Jeudi 9 Juillet, 2020

Haïti : l'opposition a enfin le nom du remplaçant de Moïse, mais…

Les représentants des différentes structures de l'opposition, lors de la signature de l'accord de Marriott.

Les représentants des différentes structures de l'opposition, lors de la signature de l'accord de Marriott.

L’opposition, à travers le Comité de suivi de l’Accord de Marriott, a enfin trouvé une entente autour du nom du juge de la Cour de cassation devant remplacer le président Jovenel Moïse, en cas de démission. Mais le comité qui en a annoncé la nouvelle mardi 3 décembre à Le Nouvelliste, n'a pas voulu révéler le nom pour des raisons de sécurité.

« Parce que nous ne pouvons pas garantir la sécurité du prochain président provisoire de la République, on se garde de rendre publique son nom pour le moment », a confié au quotidien Le Nouvelliste, Génard Joseph, membre du comité de suivi de l’Accord de Marriott. Le représentant de « Mache Kontre », qui a confirmé qu'un juge a enfin été choisi pour remplacer le chef de l'Etat, a indiqué que « l’opposition n’est pas en mesure d’assurer la sécurité d’un président ni d’un Premier ministre dans le contexte actuel ».

Ce nom, a précisé M. Joseph, sera acheminé d’abord et avant tout, à l’assemblée des signataires de l’Accord de Marriott. Durant ce processus de choix, le comité de suivi affirme avoir passé en revue et rencontré les 11 juges de la Cour de cassation. « Trois d’entre eux nous ont laissé comprendre qu’ils ne sont pas intéressés à notre démarche… », a confié au journal Génard Joseph.

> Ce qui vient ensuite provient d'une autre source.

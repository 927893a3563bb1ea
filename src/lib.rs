//! # Repo Compass
//!
//! `repocompass` is a desktop dashboard for judging how healthy an open-source
//! repository is before contributing to it. Metrics are computed by a remote
//! analysis API; this crate turns them into color-coded indicators and drives
//! the page, tab and request state of the dashboard.
//!
//! ## Features
//!
//! - Pick a repository from a built-in catalog or type any `owner/repo`
//! - Activity trend, bus-factor and issue-resolution tiers
//! - Contribution recommendations grouped by priority
//! - Stale responses are never allowed to overwrite newer ones
//! - API availability indicator
//!
//! ## Example
//!
//! ```no_run
//! use repocompass::analysis::HttpProjectService;
//! use repocompass::app::{App, AppWrapper, Dispatcher};
//! use repocompass::config::Settings;
//! use std::sync::{Arc, Mutex};
//!
//! # fn main() -> anyhow::Result<()> {
//! let runtime = tokio::runtime::Runtime::new()?;
//! let settings = Settings::default();
//! let service = Arc::new(HttpProjectService::from_settings(&settings)?);
//! let app = Arc::new(Mutex::new(App::new(&settings.last_route, &settings.default_project)));
//! let dispatcher = Dispatcher::new(app, service, runtime.handle().clone());
//!
//! let _guard = runtime.enter();
//! eframe::run_native(
//!     "Repo Compass",
//!     eframe::NativeOptions::default(),
//!     Box::new(|cc| {
//!         let dispatcher = dispatcher.with_repaint(cc.egui_ctx.clone());
//!         Ok(Box::new(AppWrapper::new(dispatcher)))
//!     }),
//! )
//! .map_err(|e| anyhow::anyhow!("{}", e))?;
//! # Ok(())
//! # }
//! ```

pub mod analysis;
pub mod app;
pub mod config;
pub mod error;
pub mod metrics;
pub mod types;
pub mod utils;

// Re-export main types for convenience
pub use app::App as RepoCompassApp;
pub use error::ServiceError;
pub use types::{AnalysisResult, Recommendation, RepositoryIdentifier};
/// Benchmark module for the dashboard's pure computations.
/// Measures metric classification, recommendation grouping, and result handling.
use criterion::{black_box, criterion_group, criterion_main, Criterion};
use repocompass::app::{App, Tab};
use repocompass::metrics::{activity_tier, bus_factor_tier, resolution_tier, TierReport};
use repocompass::types::{AnalysisResult, BasicInfo, Recommendation};
use repocompass::utils::group_by_priority;

/// Build a result shaped like a typical API response
fn sample_result() -> AnalysisResult {
    let mut result = AnalysisResult {
        basic_info: BasicInfo {
            full_name: "apache/iotdb".to_string(),
            owner: "apache".to_string(),
            name: "iotdb".to_string(),
            platform: "github".to_string(),
        },
        ..Default::default()
    };
    result.activity.score = 812.5;
    result.community.bus_factor = 4.0;
    result.issues.resolution_efficiency = 72.0;
    result
}

/// Build a mixed list of recommendations, including unknown priorities
///
/// # Arguments
/// * `count` - Number of recommendations to generate
fn sample_recommendations(count: usize) -> Vec<Recommendation> {
    let priorities = ["high", "low", "medium", "urgent", "low"];
    (0..count)
        .map(|i| Recommendation {
            title: format!("Recommendation {}", i),
            description: "Review open issues labelled good-first-issue".to_string(),
            kind: "beginner".to_string(),
            priority: priorities[i % priorities.len()].to_string(),
        })
        .collect()
}

/// Benchmark tier classification
/// Sweeps each classifier across its input range
///
/// # Arguments
/// * `c` - Criterion benchmark configuration
fn bench_classifiers(c: &mut Criterion) {
    let mut group = c.benchmark_group("classification");

    group.bench_function("activity_tier_sweep", |b| {
        b.iter(|| {
            for score in (0..1000).step_by(5) {
                black_box(activity_tier(black_box(score as f64)));
            }
        });
    });

    group.bench_function("bus_factor_tier_sweep", |b| {
        b.iter(|| {
            for factor in 0..20 {
                black_box(bus_factor_tier(black_box(factor as f64)));
            }
        });
    });

    group.bench_function("resolution_tier_sweep", |b| {
        b.iter(|| {
            for pct in 0..=100 {
                black_box(resolution_tier(black_box(pct as f64)));
            }
        });
    });

    let result = sample_result();
    group.bench_function("tier_report", |b| {
        b.iter(|| TierReport::from_result(black_box(&result)));
    });

    group.finish();
}

/// Benchmark recommendation grouping
/// Tests partitioning small and large recommendation lists
///
/// # Arguments
/// * `c` - Criterion benchmark configuration
fn bench_grouping(c: &mut Criterion) {
    let mut group = c.benchmark_group("grouping");

    let small = sample_recommendations(8);
    group.bench_function("group_small", |b| {
        b.iter(|| group_by_priority(black_box(&small)));
    });

    let large = sample_recommendations(1_000);
    group.bench_function("group_large", |b| {
        b.iter(|| group_by_priority(black_box(&large)));
    });

    group.finish();
}

/// Benchmark request bookkeeping
/// Tests a full begin/complete cycle on the application state
///
/// # Arguments
/// * `c` - Criterion benchmark configuration
fn bench_request_cycle(c: &mut Criterion) {
    let mut group = c.benchmark_group("request_cycle");
    let result = sample_result();

    group.bench_function("analysis_round_trip", |b| {
        let mut app = App::default();
        b.iter(|| {
            let (token, _id) = app.begin_analysis();
            app.complete_analysis(token, Ok(result.clone()));
            app.select_tab(Tab::Community);
        });
    });

    group.finish();
}

criterion_group!(
    name = benches;
    config = Criterion::default();
    targets = bench_classifiers, bench_grouping, bench_request_cycle
);
criterion_main!(benches);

Quant au choix du Premier ministre, qui doit diriger la transition, Joseph a expliqué que « l’Alternative consensuelle et l’opposition institutionnelle qui, rappelle-t-il, ont la préséance dans le choix de la candidature du Premier ministre de transition, ont accusé un retard dans leur présentation ». Suite à ce choix, le comité de suivi de l’accord de Marriott aura à former l’organe de contrôle des actions du gouvernement et préparer une feuille de route dans laquelle sera précisée entre autres la durée de cette transition.

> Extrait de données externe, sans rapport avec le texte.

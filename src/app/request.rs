/// Lifecycle of one kind of asynchronous request.
#[derive(Debug, Clone, Default, PartialEq)]
pub enum RequestState<T> {
    #[default]
    Idle,
    Loading,
    Success(T),
    Failure(String),
}

impl<T> RequestState<T> {
    pub fn is_loading(&self) -> bool {
        matches!(self, RequestState::Loading)
    }

    pub fn success(&self) -> Option<&T> {
        match self {
            RequestState::Success(value) => Some(value),
            _ => None,
        }
    }

    pub fn failure(&self) -> Option<&str> {
        match self {
            RequestState::Failure(message) => Some(message),
            _ => None,
        }
    }
}

/// Identifies one started request within its lane.
#[derive(Debug, Clone, Copy, PartialEq, Eq, Hash)]
pub struct RequestToken(u64);

impl RequestToken {
    pub fn sequence(&self) -> u64 {
        self.0
    }
}

/// A [`RequestState`] guarded by a monotonic request sequence.
///
/// Only the most recently started request may complete the lane; anything
/// older is reported as stale and dropped.
#[derive(Debug, Clone, Default)]
pub struct RequestLane<T> {
    state: RequestState<T>,
    latest: u64,
}

impl<T> RequestLane<T> {
    pub fn new() -> Self {
        Self {
            state: RequestState::Idle,
            latest: 0,
        }
    }

    pub fn state(&self) -> &RequestState<T> {
        &self.state
    }

    /// Start a request, superseding whatever was in flight.
    pub fn begin(&mut self) -> RequestToken {
        self.latest += 1;
        self.state = RequestState::Loading;
        RequestToken(self.latest)
    }

    pub fn is_current(&self, token: RequestToken) -> bool {
        token.0 == self.latest && self.state.is_loading()
    }

    /// Apply an outcome. Returns `false` if `token` has been superseded.
    pub fn complete(&mut self, token: RequestToken, outcome: Result<T, String>) -> bool {
        if !self.is_current(token) {
            return false;
        }
        self.state = match outcome {
            Ok(value) => RequestState::Success(value),
            Err(message) => RequestState::Failure(message),
        };
        true
    }

    /// Back to `Idle`; requests still in flight become stale.
    pub fn clear(&mut self) {
        self.latest += 1;
        self.state = RequestState::Idle;
    }
}
use chrono::{DateTime, Utc};

use super::catalog::Selection;
use super::request::{RequestLane, RequestState, RequestToken};
use super::view::{NavigationHistory, Page, Tab, ViewState};
use crate::error::ServiceError;
use crate::metrics::{Overview, TierReport};
use crate::types::{AnalysisResult, Recommendation, RepositoryIdentifier};
use crate::utils::{group_by_priority, RecommendationGroups};

/// Reachability of the analysis API, shown in the header.
#[derive(Debug, Clone, Default, PartialEq)]
pub enum ApiStatus {
    #[default]
    Unknown,
    Available(serde_json::Value),
    Unavailable,
}

/// Main application state
///
/// The analysis and recommendation lanes are independent: each has its own
/// request sequence and neither ever touches the other's state.
#[derive(Debug, Clone)]
pub struct App {
    pub selection: Selection,
    pub view: ViewState,
    pub history: NavigationHistory,
    pub api_status: ApiStatus,
    pub last_analysis_time: Option<DateTime<Utc>>,
    analysis: RequestLane<AnalysisResult>,
    recommendations: RequestLane<Vec<Recommendation>>,
    /// Repository the recommendation lane was last started for
    recommendations_for: Option<RepositoryIdentifier>,
}

impl App {
    /// Build the initial state from the navigation token active at startup.
    pub fn new(initial_token: &str, default_project: &str) -> Self {
        Self {
            selection: Selection::new(default_project),
            view: ViewState::from_token(initial_token),
            history: NavigationHistory::new(Page::from_token(initial_token).token()),
            api_status: ApiStatus::Unknown,
            last_analysis_time: None,
            analysis: RequestLane::new(),
            recommendations: RequestLane::new(),
            recommendations_for: None,
        }
    }

    // --- navigation ---

    /// Explicit navigation to `page`; records the token in the history.
    pub fn navigate(&mut self, page: Page) {
        self.view.apply_token(page.token());
        self.history.push(page.token());
    }

    /// Navigation token changed from outside (history movement).
    pub fn apply_token(&mut self, token: &str) {
        if self.view.apply_token(token) {
            log::debug!("Navigated to {:?}", self.view.page);
        }
    }

    pub fn go_back(&mut self) {
        if let Some(token) = self.history.back().map(str::to_string) {
            self.apply_token(&token);
        }
    }

    pub fn go_forward(&mut self) {
        if let Some(token) = self.history.forward().map(str::to_string) {
            self.apply_token(&token);
        }
    }

    /// Token to persist for the next start.
    pub fn current_token(&self) -> &'static str {
        self.view.page.token()
    }

    pub fn select_tab(&mut self, tab: Tab) {
        self.view.select_tab(tab);
    }

    // --- analysis lane ---

    /// Start analyzing the selected repository.
    ///
    /// Any previous result or error is cleared immediately; a request still in
    /// flight is superseded.
    pub fn begin_analysis(&mut self) -> (RequestToken, RepositoryIdentifier) {
        let id = self.selection.identifier();
        let token = self.analysis.begin();
        log::info!("Analyzing {} (request #{})", id, token.sequence());
        (token, id)
    }

    /// Apply the outcome of an analysis request. Returns `false` if it was stale.
    pub fn complete_analysis(
        &mut self,
        token: RequestToken,
        outcome: Result<AnalysisResult, ServiceError>,
    ) -> bool {
        let succeeded = outcome.is_ok();
        let outcome = outcome.map_err(|e| {
            log::error!("Analysis request #{} failed: {}", token.sequence(), e);
            e.user_message().to_string()
        });

        if !self.analysis.complete(token, outcome) {
            log::debug!("Dropping stale analysis response #{}", token.sequence());
            return false;
        }

        if succeeded {
            self.view.reset_tab();
            self.invalidate_recommendations();
            self.last_analysis_time = Some(Utc::now());
        }
        true
    }

    /// Drop the displayed result (or error) and ignore anything in flight.
    pub fn clear_results(&mut self) {
        self.analysis.clear();
        self.invalidate_recommendations();
        self.last_analysis_time = None;
    }

    pub fn analysis_state(&self) -> &RequestState<AnalysisResult> {
        self.analysis.state()
    }

    pub fn is_analyzing(&self) -> bool {
        self.analysis.state().is_loading()
    }

    pub fn analysis_result(&self) -> Option<&AnalysisResult> {
        self.analysis.state().success()
    }

    pub fn error_message(&self) -> Option<&str> {
        self.analysis.state().failure()
    }

    pub fn tier_report(&self) -> Option<TierReport> {
        self.analysis_result().map(TierReport::from_result)
    }

    pub fn overview(&self) -> Option<Overview> {
        self.analysis_result().map(Overview::from_result)
    }

    // --- recommendation lane ---

    /// Repository recommendations are bound to, taken from the displayed result.
    pub fn bound_repository(&self) -> Option<RepositoryIdentifier> {
        self.analysis_result()
            .map(|result| result.basic_info.identifier())
            .filter(RepositoryIdentifier::is_valid)
    }

    /// Whether the recommendations tab needs a fetch for the bound repository.
    pub fn needs_recommendations(&self) -> bool {
        self.view.page == Page::Explorer
            && self.view.active_tab == Tab::Recommendations
            && self
                .bound_repository()
                .is_some_and(|id| self.recommendations_for.as_ref() != Some(&id))
    }

    /// Start a recommendation fetch if one is needed.
    pub fn begin_recommendations(&mut self) -> Option<(RequestToken, RepositoryIdentifier)> {
        if !self.needs_recommendations() {
            return None;
        }
        let id = self.bound_repository()?;
        let token = self.recommendations.begin();
        self.recommendations_for = Some(id.clone());
        log::info!("Fetching recommendations for {} (request #{})", id, token.sequence());
        Some((token, id))
    }

    /// Apply the outcome of a recommendation request.
    ///
    /// Failures are only logged; the tab then shows an empty list.
    pub fn complete_recommendations(
        &mut self,
        token: RequestToken,
        outcome: Result<Vec<Recommendation>, ServiceError>,
    ) -> bool {
        let outcome = outcome.map_err(|e| {
            log::warn!("Failed to fetch recommendations: {}", e);
            e.to_string()
        });

        if !self.recommendations.complete(token, outcome) {
            log::debug!("Dropping stale recommendations response #{}", token.sequence());
            return false;
        }
        true
    }

    pub fn recommendations_state(&self) -> &RequestState<Vec<Recommendation>> {
        self.recommendations.state()
    }

    pub fn recommendations_loading(&self) -> bool {
        self.recommendations.state().is_loading()
    }

    /// Fetched recommendations; empty while idle, loading or after a failure.
    pub fn recommendations(&self) -> &[Recommendation] {
        self.recommendations
            .state()
            .success()
            .map(Vec::as_slice)
            .unwrap_or_default()
    }

    pub fn recommendation_groups(&self) -> RecommendationGroups {
        group_by_priority(self.recommendations())
    }

    fn invalidate_recommendations(&mut self) {
        self.recommendations.clear();
        self.recommendations_for = None;
    }

    // --- health ---

    pub fn set_api_status(&mut self, outcome: Result<serde_json::Value, ServiceError>) {
        self.api_status = match outcome {
            Ok(payload) => ApiStatus::Available(payload),
            Err(e) => {
                log::warn!("API health check failed: {}", e);
                ApiStatus::Unavailable
            }
        };
    }
}

impl Default for App {
    fn default() -> Self {
        Self::new("", "apache/iotdb")
    }
}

Dans la foulée, les membres de l’opposition ont repris ce jeudi 5 décembre, aux Gonaïves, la reprise de la mobilisation, en vue de continuer à exiger la démission du président Jovenel Moïse. Après la Cité de l’indépendance, les opposants organiseront à Port-au-Prince « la marche pour la dignité et la souveraineté nationale ». Ce mouvement qui prendra fin devant les locaux de l’ambassade des Etats-Unis à Tabarre, sera l'occasion pour les opposants dans le but de rappeler au gouvernement américain, leur position de ne plus s’asseoir avec Jovenel Moïse, mais aussi, pour demander à l’administration Trump, de se désolidariser avec le président de la République.